Government revenues are expected to grow by 6.5% this year to $2.3 billion, entirely on the back of a $185 million increase (+23%) in federal sources, including a $75 million COVID-19 Response and Recovery transfer. Provincial own-source revenues will fall slightly (0.3%). Licenses and permits revenues as well as fees and services revenues are both set to decline by 6% with patient fees, park fees, and electricity cost recoveries tumbling, as Islanders opt to stay home amidst social distancing measures, and shuttered businesses result in lower electricity usage. Social development and housing revenues are forecast 15.3% lower this year. Budget 2020 introduced several measures to help stimulate the recovery, including a $500 increase in the basic personal income tax exemption to $10,500, as well as a reduction in the small business tax rate (down 1 percentage point) to 2%. PEI will be extending the Marked Fuel program this year (to the tune of $1.2 billion) to farm plated vehicles.

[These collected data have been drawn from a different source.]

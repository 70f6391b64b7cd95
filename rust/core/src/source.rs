// This Source Code Form is subject to the terms of the Mozilla Public
// License, v. 2.0. If a copy of the MPL was not distributed with this
// file, You can obtain one at https://mozilla.org/MPL/2.0/.

//! Point source and bounding volume contracts.
//!
//! Renderers typically expose their splats or points through a callback that
//! reuses one scratch buffer per invocation. [`PointSource::visit_points`]
//! hands the visitor a borrow that cannot escape the call, so anything the
//! consumer keeps must be copied out of the [`PointRecord`].

use std::sync::OnceLock;

use nalgebra::Point3;

use crate::bounds::Aabb;
use crate::color::Rgb;

/// One point as delivered by a [`PointSource`].
#[derive(Debug, Clone, Copy, PartialEq)]
pub struct PointRecord {
    /// Stable index of the point in the source.
    pub index: u32,
    pub position: Point3<f64>,
    pub color: Rgb,
    /// Validity or opacity scalar. Non-positive values mark invisible points.
    pub validity: f32,
}

/// Synchronous traversal over every point in a scene.
pub trait PointSource {
    /// Total number of points the source will visit.
    fn point_count(&self) -> usize;

    /// Calls `visitor` once per point. The record may live in memory that is
    /// overwritten before the next call.
    fn visit_points(&self, visitor: &mut dyn FnMut(&PointRecord));
}

/// Supplies the axis-aligned bounds of all points in a scene.
pub trait BoundsProvider {
    fn bounds(&self) -> Aabb;
}

/// In-memory point storage implementing both source contracts.
///
/// Bounds are computed on first request and cached until the next push.
#[derive(Debug, Default)]
pub struct PointBuffer {
    points: Vec<PointRecord>,
    bounds: OnceLock<Aabb>,
}

impl PointBuffer {
    pub fn new() -> Self {
        Self::default()
    }

    /// Creates a buffer with room for `capacity` points.
    pub fn with_capacity(capacity: usize) -> Self {
        Self {
            points: Vec::with_capacity(capacity),
            bounds: OnceLock::new(),
        }
    }

    /// Appends a point, assigning it the next sequential index.
    pub fn push(&mut self, position: Point3<f64>, color: Rgb, validity: f32) -> u32 {
        let index = self.points.len() as u32;
        self.points.push(PointRecord {
            index,
            position,
            color,
            validity,
        });
        self.bounds = OnceLock::new();
        index
    }

    pub fn len(&self) -> usize {
        self.points.len()
    }

    pub fn is_empty(&self) -> bool {
        self.points.is_empty()
    }

    pub fn points(&self) -> &[PointRecord] {
        &self.points
    }
}

impl PointSource for PointBuffer {
    fn point_count(&self) -> usize {
        self.points.len()
    }

    fn visit_points(&self, visitor: &mut dyn FnMut(&PointRecord)) {
        for point in &self.points {
            visitor(point);
        }
    }
}

impl BoundsProvider for PointBuffer {
    fn bounds(&self) -> Aabb {
        *self
            .bounds
            .get_or_init(|| Aabb::from_points(self.points.iter().map(|p| &p.position)))
    }
}

impl BoundsProvider for Aabb {
    fn bounds(&self) -> Aabb {
        *self
    }
}

impl FromIterator<(Point3<f64>, Rgb)> for PointBuffer {
    fn from_iter<I: IntoIterator<Item = (Point3<f64>, Rgb)>>(iter: I) -> Self {
        let mut buffer = PointBuffer::new();
        for (position, color) in iter {
            buffer.push(position, color, 1.0);
        }
        buffer
    }
}

#[cfg(test)]
mod tests {
    use super::*;

    #[test]
    fn push_assigns_sequential_indices() {
        let mut buffer = PointBuffer::new();
        assert_eq!(buffer.push(Point3::new(0.0, 0.0, 0.0), Rgb::WHITE, 1.0), 0);
        assert_eq!(buffer.push(Point3::new(1.0, 0.0, 0.0), Rgb::WHITE, 1.0), 1);
        assert_eq!(buffer.point_count(), 2);

        let mut seen = Vec::new();
        buffer.visit_points(&mut |p| seen.push(p.index));
        assert_eq!(seen, vec![0, 1]);
    }

    #[test]
    fn bounds_refresh_after_push() {
        let mut buffer = PointBuffer::new();
        buffer.push(Point3::new(0.0, 0.0, 0.0), Rgb::WHITE, 1.0);
        assert_eq!(buffer.bounds().max, Point3::new(0.0, 0.0, 0.0));

        buffer.push(Point3::new(2.0, 3.0, 4.0), Rgb::WHITE, 1.0);
        assert_eq!(buffer.bounds().max, Point3::new(2.0, 3.0, 4.0));
    }
}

Budget 2020 consists of $2.5 billion in expenditures, up 12% from FY19/20. The province is running full speed ahead when it comes to public health spending commitments, which will grow by 6.6%. Big tickets items include $8 million in support for residents with disabilities and over $7 million allocated to long-term care homes and community care facilities. PEI health expenditures also incorporate a $15 million COVID-19 response and recovery contingency fund. Aside from health allocations, the province has earmarked $6.4 million for housing expenditures including the construction of new affordable housing units and the province’s Temporary Rental Assistance Benefit for PEI renters who have lost their jobs due to COVID-19. The province has also set aside $8 million in contingency planning for education expenses that may arise if a second wave of the virus were to occur. In addition to program and agency costs and interest and amortization, PEI has also set aside a one-time $50 million supplementary appropriation this year as a further prudence measure.

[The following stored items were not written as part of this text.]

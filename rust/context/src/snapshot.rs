// This Source Code Form is subject to the terms of the Mozilla Public
// License, v. 2.0. If a copy of the MPL was not distributed with this
// file, You can obtain one at https://mozilla.org/MPL/2.0/.

//! Compact, rounded snapshots of grid cells and regions.
//!
//! Snapshots own plain arrays and strings only, so they can outlive the grid
//! they were taken from. Point-level data never appears here.

use serde::{Deserialize, Serialize};

use scenegrid_core::{Aabb, Cell, Grid, Point3, Vector3};
use scenegrid_segmentation::{Label, Region};

/// Limits applied when snapshotting a grid.
#[derive(Debug, Clone, PartialEq, Serialize, Deserialize)]
#[serde(default)]
pub struct ContextConfig {
    /// Cells with fewer points are left out.
    pub min_cell_points: u32,
    /// At most this many cells are kept, highest point count first.
    pub max_cells: usize,
}

impl Default for ContextConfig {
    fn default() -> Self {
        Self {
            min_cell_points: 10,
            max_cells: 600,
        }
    }
}

/// Rounds to two decimal places. Non-finite values become zero.
#[inline]
pub fn round2(v: f64) -> f64 {
    if v.is_finite() {
        (v * 100.0).round() / 100.0
    } else {
        0.0
    }
}

#[inline]
pub(crate) fn round2_f32(v: f32) -> f64 {
    round2(v as f64)
}

#[inline]
pub(crate) fn point2(p: &Point3<f64>) -> [f64; 3] {
    [round2(p.x), round2(p.y), round2(p.z)]
}

#[inline]
pub(crate) fn vector2(v: &Vector3<f64>) -> [f64; 3] {
    [round2(v.x), round2(v.y), round2(v.z)]
}

#[derive(Debug, Clone, PartialEq, Serialize, Deserialize)]
pub struct BoundsSnapshot {
    pub min: [f64; 3],
    pub max: [f64; 3],
}

impl From<&Aabb> for BoundsSnapshot {
    fn from(b: &Aabb) -> Self {
        Self {
            min: point2(&b.min),
            max: point2(&b.max),
        }
    }
}

/// One occupied cell, with abbreviated field names.
#[derive(Debug, Clone, PartialEq, Serialize, Deserialize)]
pub struct CellSnapshot {
    /// Grid index.
    pub k: [u32; 3],
    /// Nominal world centre.
    pub c: [f64; 3],
    /// Occupied extent size.
    pub s: [f64; 3],
    /// Point count.
    pub n: u32,
    /// Mean colour as six hex digits.
    pub col: String,
    /// Colour variance.
    pub v: f64,
    /// Density over the nominal cell volume.
    pub d: f64,
}

impl CellSnapshot {
    pub fn from_cell(cell: &Cell, grid: &Grid) -> Self {
        Self {
            k: cell.key.as_array(),
            c: point2(&grid.cell_world_center(cell.key)),
            s: vector2(&cell.occupied_size()),
            n: cell.count,
            col: cell.mean_color.to_hex(),
            v: round2_f32(cell.color_variance),
            d: round2_f32(cell.density),
        }
    }
}

#[derive(Debug, Clone, PartialEq, Serialize, Deserialize)]
pub struct GridSnapshot {
    pub resolution: [u32; 3],
    pub bounds: BoundsSnapshot,
    pub cell_size: [f64; 3],
    /// Occupied cells in the grid before filtering and truncation.
    pub total_cells: usize,
    /// Kept cells, point count descending, key ascending on ties.
    pub cells: Vec<CellSnapshot>,
}

impl GridSnapshot {
    pub fn from_grid(grid: &Grid, config: &ContextConfig) -> Self {
        let mut kept: Vec<&Cell> = grid
            .cells()
            .iter()
            .filter(|c| c.count >= config.min_cell_points)
            .collect();
        // Cells are stored in key order, so a stable sort keeps keys ascending
        // within equal counts.
        kept.sort_by(|a, b| b.count.cmp(&a.count));
        if kept.len() > config.max_cells {
            tracing::debug!(
                eligible = kept.len(),
                max_cells = config.max_cells,
                "Truncating grid snapshot"
            );
            kept.truncate(config.max_cells);
        }

        Self {
            resolution: grid.resolution(),
            bounds: BoundsSnapshot::from(grid.bounds()),
            cell_size: vector2(&grid.cell_size()),
            total_cells: grid.len(),
            cells: kept
                .into_iter()
                .map(|c| CellSnapshot::from_cell(c, grid))
                .collect(),
        }
    }
}

#[derive(Debug, Clone, PartialEq, Serialize, Deserialize)]
pub struct RegionSnapshot {
    pub label: Label,
    /// Member cell count.
    pub cells: usize,
    pub bounds: BoundsSnapshot,
    /// Dominant colour as six hex digits.
    pub color: String,
    pub confidence: f64,
}

impl From<&Region> for RegionSnapshot {
    fn from(region: &Region) -> Self {
        Self {
            label: region.label,
            cells: region.cell_count(),
            bounds: BoundsSnapshot::from(&region.bounds),
            color: region.dominant_color.to_hex(),
            confidence: round2_f32(region.confidence),
        }
    }
}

Net debt and borrowing plan
This fiscal year, PEI’s net debt-to-GDP ratio is expected to climb 4 percentage points to 35%. This places PEI in the middle of the pack among Atlantic Provinces and the country as a whole, with the fifth highest net debt-to-GDP level nationally. Despite the significant leap, this ratio is within the historical range for PEI, whose debt-to-GDP ratio has averaged around 33% since the mid-90s. Going forward, the province’s debt-to-GDP ratio is expected to decline by 1 percentage point a year, settling at 33% by FY 2022/23.

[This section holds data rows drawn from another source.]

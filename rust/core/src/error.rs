// This Source Code Form is subject to the terms of the Mozilla Public
// License, v. 2.0. If a copy of the MPL was not distributed with this
// file, You can obtain one at https://mozilla.org/MPL/2.0/.

//! Error types for grid construction.
//!
//! Only misconfiguration is an error. Recoverable anomalies such as
//! degenerate bounds or the crop fallback are reported through
//! [`BuildDiagnostics`](crate::grid::BuildDiagnostics) instead.

use thiserror::Error;

/// Result type alias for grid operations.
pub type Result<T> = std::result::Result<T, Error>;

/// Errors that can occur while building a grid.
#[derive(Error, Debug, Clone, PartialEq, Eq)]
pub enum Error {
    /// Every resolution axis must be at least one cell wide.
    #[error("invalid grid resolution {0}x{1}x{2}: every axis must be positive")]
    InvalidResolution(u32, u32, u32),

    /// The point source reported no points at all.
    #[error("point source is empty")]
    EmptyPointSource,

    /// The resolution does not fit in addressable memory.
    #[error("grid resolution {0}x{1}x{2} exceeds the addressable cell count")]
    ResolutionOverflow(u32, u32, u32),
}
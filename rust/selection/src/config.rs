// This Source Code Form is subject to the terms of the Mozilla Public
// License, v. 2.0. If a copy of the MPL was not distributed with this
// file, You can obtain one at https://mozilla.org/MPL/2.0/.

//! Selection parameters.

use serde::{Deserialize, Serialize};

use scenegrid_core::DEFAULT_MAX_SEARCH_RINGS;

/// Floor exclusion applied after the cluster is grown.
#[derive(Debug, Clone, PartialEq, Serialize, Deserialize)]
#[serde(default)]
pub struct FloorProtection {
    /// Fraction of member cells, ranked by height, removed from the bottom.
    pub bottom_quantile_reject: f64,
    /// The filter is skipped if it would leave fewer cells than this.
    pub min_protected_cells: usize,
    /// Upward centroid shift, as a fraction of the cluster height, applied
    /// when the filter removed cells.
    pub upward_center_bias_factor: f64,
}

impl Default for FloorProtection {
    fn default() -> Self {
        Self {
            bottom_quantile_reject: 0.2,
            min_protected_cells: 3,
            upward_center_bias_factor: 0.1,
        }
    }
}

/// Parameters for [`select_cluster`](crate::select_cluster).
#[derive(Debug, Clone, PartialEq, Serialize, Deserialize)]
#[serde(default)]
pub struct SelectionConfig {
    /// Maximum RGB distance from the seed colour for a cell to be admitted.
    pub color_distance_threshold: f32,
    /// Cells examined, including the seed, before traversal stops.
    pub max_visited_cells: usize,
    /// Cells admitted, including the seed, before traversal stops.
    pub max_cluster_cells: usize,
    /// BFS depth beyond which cells are not expanded.
    pub max_depth: u32,
    /// Chebyshev radius of the neighbourhood expanded from each cell.
    pub neighbor_radius: u32,
    /// Ring-search cap for locating the seed cell.
    pub max_search_rings: u32,
    /// Clusters with a max/min extent ratio below this get a sphere.
    pub sphere_max_ratio: f64,
    /// The largest extent must exceed the second largest by this factor for
    /// an ellipsoid.
    pub ellipsoid_dominance: f64,
    /// Half-extent multiplier for box hints.
    pub box_padding: f64,
    pub floor_protection: Option<FloorProtection>,
}

impl Default for SelectionConfig {
    fn default() -> Self {
        Self {
            color_distance_threshold: 0.25,
            max_visited_cells: 2000,
            max_cluster_cells: 500,
            max_depth: 8,
            neighbor_radius: 1,
            max_search_rings: DEFAULT_MAX_SEARCH_RINGS,
            sphere_max_ratio: 1.6,
            ellipsoid_dominance: 1.8,
            box_padding: 1.12,
            floor_protection: Some(FloorProtection::default()),
        }
    }
}
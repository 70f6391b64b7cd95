// This Source Code Form is subject to the terms of the Mozilla Public
// License, v. 2.0. If a copy of the MPL was not distributed with this
// file, You can obtain one at https://mozilla.org/MPL/2.0/.

//! # SceneGrid Core
//!
//! Uniform spatial grid over large, unordered, coloured point clouds.
//!
//! A [`Grid`] is built once per scene by [`GridBuilder`] from a
//! [`PointSource`] and a [`BoundsProvider`]. Every occupied [`Cell`] carries
//! aggregate statistics (count, mean position, mean colour, colour variance,
//! occupied extent, nominal density and the contributing point indices).
//! Empty cells are absent from the grid.
//!
//! ## Quick Start
//!
//! ```rust,ignore
//! use scenegrid_core::{GridBuilder, GridConfig, PointBuffer, PointRecord, Rgb};
//! use nalgebra::Point3;
//!
//! let mut points = PointBuffer::new();
//! points.push(Point3::new(0.5, 0.5, 0.5), Rgb::new(0.2, 0.6, 0.1), 1.0);
//!
//! let grid = GridBuilder::new(GridConfig::default()).build(&points, &points)?;
//! let cell = grid.cell_at(&Point3::new(0.5, 0.5, 0.5));
//! ```
//!
//! ## Ownership
//!
//! The grid is immutable after construction. Segmentation and selection read
//! it through shared references, so concurrent readers need no locking.

pub mod bounds;
pub mod builder;
pub mod color;
pub mod error;
pub mod grid;
pub mod query;
pub mod source;

// Re-export nalgebra types for convenience
pub use nalgebra::{Point3, Vector3};

pub use bounds::Aabb;
pub use builder::{crop_vertical, GridBuilder, GridConfig};
pub use color::Rgb;
pub use error::{Error, Result};
pub use grid::{BuildDiagnostics, Cell, CellKey, Grid};
pub use query::{CellHit, LookupKind, DEFAULT_MAX_SEARCH_RINGS};
pub use source::{BoundsProvider, PointBuffer, PointRecord, PointSource};
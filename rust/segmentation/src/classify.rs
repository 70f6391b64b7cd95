// This Source Code Form is subject to the terms of the Mozilla Public
// License, v. 2.0. If a copy of the MPL was not distributed with this
// file, You can obtain one at https://mozilla.org/MPL/2.0/.

//! Per-cell classification as an ordered rule table.
//!
//! Each [`Rule`] pairs a predicate over [`CellFeatures`] with a label and a
//! fixed confidence. [`classify_cell`] evaluates [`RULES`] top to bottom and
//! the first match wins. The last rule always matches.

use scenegrid_core::{Cell, Grid};

use crate::label::Label;
use crate::region::SegmentationConfig;

/// Normalised height band of a cell within the grid bounds.
#[derive(Debug, Clone, Copy, PartialEq, Eq, Hash)]
pub enum HeightBand {
    Low,
    Mid,
    High,
}

/// Features the classification rules are evaluated against.
#[derive(Debug, Clone, Copy, PartialEq)]
pub struct CellFeatures {
    /// Hue in degrees, `[0, 360)`.
    pub hue: f32,
    pub saturation: f32,
    pub lightness: f32,
    pub luminance: f32,
    /// Mean point height normalised to `[0, 1]` within the grid bounds.
    pub normalized_height: f64,
    pub band: HeightBand,
    /// The occupied extent is tall relative to the nominal cell height and
    /// not wider than it is tall.
    pub vertical: bool,
}

impl CellFeatures {
    /// Extracts classification features for an occupied cell.
    pub fn from_cell(cell: &Cell, grid: &Grid, config: &SegmentationConfig) -> Self {
        let (hue, saturation, lightness) = cell.mean_color.to_hsl();
        let normalized_height = grid.normalized(&cell.mean_position).y.clamp(0.0, 1.0);

        let band = if normalized_height < config.low_height {
            HeightBand::Low
        } else if normalized_height < config.high_height {
            HeightBand::Mid
        } else {
            HeightBand::High
        };

        let extent = cell.occupied_size();
        let nominal_height = grid.cell_size().y;
        let vertical = nominal_height > 0.0
            && extent.y >= config.vertical_extent_fraction * nominal_height
            && extent.y >= extent.x
            && extent.y >= extent.z;

        Self {
            hue,
            saturation,
            lightness,
            luminance: cell.mean_color.luminance(),
            normalized_height,
            band,
            vertical,
        }
    }

    #[inline]
    fn hue_in(&self, lo: f32, hi: f32) -> bool {
        self.hue >= lo && self.hue <= hi
    }

    #[inline]
    fn is_blue(&self) -> bool {
        self.hue_in(180.0, 250.0)
    }

    #[inline]
    fn is_green(&self) -> bool {
        self.hue_in(60.0, 170.0)
    }

    #[inline]
    fn is_earthy(&self) -> bool {
        self.hue_in(15.0, 60.0)
    }
}

/// One entry of the classification table.
#[derive(Debug, Clone, Copy)]
pub struct Rule {
    /// Identifier reported alongside the classification.
    pub name: &'static str,
    pub label: Label,
    pub confidence: f32,
    pub predicate: fn(&CellFeatures) -> bool,
}

/// Outcome of classifying one cell.
#[derive(Debug, Clone, Copy, PartialEq)]
pub struct Classification {
    pub label: Label,
    pub confidence: f32,
    /// Name of the rule that matched.
    pub rule: &'static str,
}

/// Classification rules in priority order.
pub const RULES: &[Rule] = &[
    Rule {
        name: "blue_sky",
        label: Label::Sky,
        confidence: 0.80,
        predicate: |f| {
            f.band == HeightBand::High && f.is_blue() && f.saturation >= 0.2 && f.lightness >= 0.45
        },
    },
    Rule {
        name: "overcast_sky",
        label: Label::Sky,
        confidence: 0.55,
        predicate: |f| f.band == HeightBand::High && f.lightness >= 0.8 && f.saturation < 0.15,
    },
    Rule {
        name: "water",
        label: Label::Water,
        confidence: 0.70,
        predicate: |f| f.band == HeightBand::Low && f.is_blue() && f.saturation >= 0.25,
    },
    Rule {
        name: "canopy",
        label: Label::Canopy,
        confidence: 0.75,
        predicate: |f| f.band == HeightBand::High && f.is_green() && f.saturation >= 0.15,
    },
    Rule {
        name: "vegetation",
        label: Label::Vegetation,
        confidence: 0.80,
        predicate: |f| f.is_green() && f.saturation >= 0.15,
    },
    Rule {
        name: "structure",
        label: Label::Structure,
        confidence: 0.65,
        predicate: |f| f.vertical && f.saturation < 0.25,
    },
    Rule {
        name: "ground",
        label: Label::Ground,
        confidence: 0.70,
        predicate: |f| f.band == HeightBand::Low && (f.is_earthy() || f.saturation < 0.25),
    },
    Rule {
        name: "snow",
        label: Label::Snow,
        confidence: 0.60,
        predicate: |f| f.luminance >= 0.85 && f.saturation < 0.10,
    },
    Rule {
        name: "rock",
        label: Label::Rock,
        confidence: 0.55,
        predicate: |f| f.saturation < 0.15 && (0.2..=0.7).contains(&f.lightness),
    },
    CATCH_ALL,
];

/// Final entry of [`RULES`]; matches every cell.
const CATCH_ALL: Rule = Rule {
    name: "object",
    label: Label::Object,
    confidence: 0.30,
    predicate: |_| true,
};

/// Classifies a cell by the first matching rule in [`RULES`].
pub fn classify_cell(features: &CellFeatures) -> Classification {
    let rule = RULES
        .iter()
        .find(|rule| (rule.predicate)(features))
        .unwrap_or(&CATCH_ALL);
    Classification {
        label: rule.label,
        confidence: rule.confidence,
        rule: rule.name,
    }
}

#[cfg(test)]
mod tests {
    use super::*;
    use scenegrid_core::Rgb;

    fn features(color: Rgb, band: HeightBand, vertical: bool) -> CellFeatures {
        let (hue, saturation, lightness) = color.to_hsl();
        CellFeatures {
            hue,
            saturation,
            lightness,
            luminance: color.luminance(),
            normalized_height: match band {
                HeightBand::Low => 0.1,
                HeightBand::Mid => 0.5,
                HeightBand::High => 0.9,
            },
            band,
            vertical,
        }
    }

    fn rule_for(color: Rgb, band: HeightBand, vertical: bool) -> &'static str {
        classify_cell(&features(color, band, vertical)).rule
    }

    #[test]
    fn last_rule_is_catch_all() {
        let last = RULES.last().unwrap();
        assert_eq!(last.label, Label::Object);
        assert_eq!(last.name, CATCH_ALL.name);
        assert!((last.predicate)(&features(Rgb::new(0.9, 0.1, 0.5), HeightBand::Mid, false)));
    }

    #[test]
    fn sky_rules() {
        assert_eq!(rule_for(Rgb::new(0.4, 0.6, 0.95), HeightBand::High, false), "blue_sky");
        assert_eq!(rule_for(Rgb::new(0.9, 0.9, 0.92), HeightBand::High, false), "overcast_sky");
        // Blue at mid height is not sky.
        assert_ne!(
            classify_cell(&features(Rgb::new(0.4, 0.6, 0.95), HeightBand::Mid, false)).label,
            Label::Sky
        );
    }

    #[test]
    fn water_only_low() {
        assert_eq!(rule_for(Rgb::new(0.1, 0.3, 0.7), HeightBand::Low, false), "water");
    }

    #[test]
    fn green_splits_on_height() {
        let green = Rgb::new(0.2, 0.6, 0.2);
        assert_eq!(rule_for(green, HeightBand::High, false), "canopy");
        assert_eq!(rule_for(green, HeightBand::Mid, false), "vegetation");
        assert_eq!(rule_for(green, HeightBand::Low, false), "vegetation");
    }

    #[test]
    fn grey_vertical_is_structure() {
        let grey = Rgb::new(0.5, 0.5, 0.52);
        assert_eq!(rule_for(grey, HeightBand::Mid, true), "structure");
        assert_eq!(rule_for(grey, HeightBand::Mid, false), "rock");
        assert_eq!(rule_for(grey, HeightBand::Low, false), "ground");
    }

    #[test]
    fn earthy_low_is_ground() {
        assert_eq!(rule_for(Rgb::new(0.5, 0.35, 0.2), HeightBand::Low, false), "ground");
    }

    #[test]
    fn bright_white_mid_is_snow() {
        assert_eq!(rule_for(Rgb::new(0.95, 0.95, 0.95), HeightBand::Mid, false), "snow");
    }

    #[test]
    fn snow_needs_luminance_not_just_lightness() {
        let mut f = features(Rgb::new(0.95, 0.95, 0.95), HeightBand::Mid, false);
        assert_eq!(classify_cell(&f).rule, "snow");
        f.luminance = 0.6;
        assert_ne!(classify_cell(&f).label, Label::Snow);
    }

    #[test]
    fn saturated_red_falls_through() {
        let c = classify_cell(&features(Rgb::new(0.9, 0.1, 0.1), HeightBand::Mid, false));
        assert_eq!(c.label, Label::Object);
        assert_eq!(c.rule, "object");
    }
}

Despite facing a record-breaking deficit, PEI still managed to squeeze in new programs this year and extend those that were introduced just prior to the crisis. This year, federal support helped limit fiscal damage to the province. The province’s net debt-to-GDP ratio, although climbing quickly this year, is not at an unprecedented level. We have seen ratios within this realm or slightly higher in the past, and the province has managed to bring them down in subsequent years. PEI had strong GDP growth in 2019 (at 4.5%, the highest of any province) but we expect the province’s growth to decline by 5.7% this year. The province is also anticipated to lag others when it comes to recovery to pre-pandemic GDP levels. With an enormous surplus of potatoes, borders closed to summer tourism, and a near-term negative outlook for global aviation, the path to recovery is likely to be an arduous one. The province’s multi-year outlook will be at the mercy of the pace and duration of the recovery. While PEI was able to leverage federal fiscal support during the crisis, there is no guarantee of federal fiscal capacity for such sizeable supports in future budgets.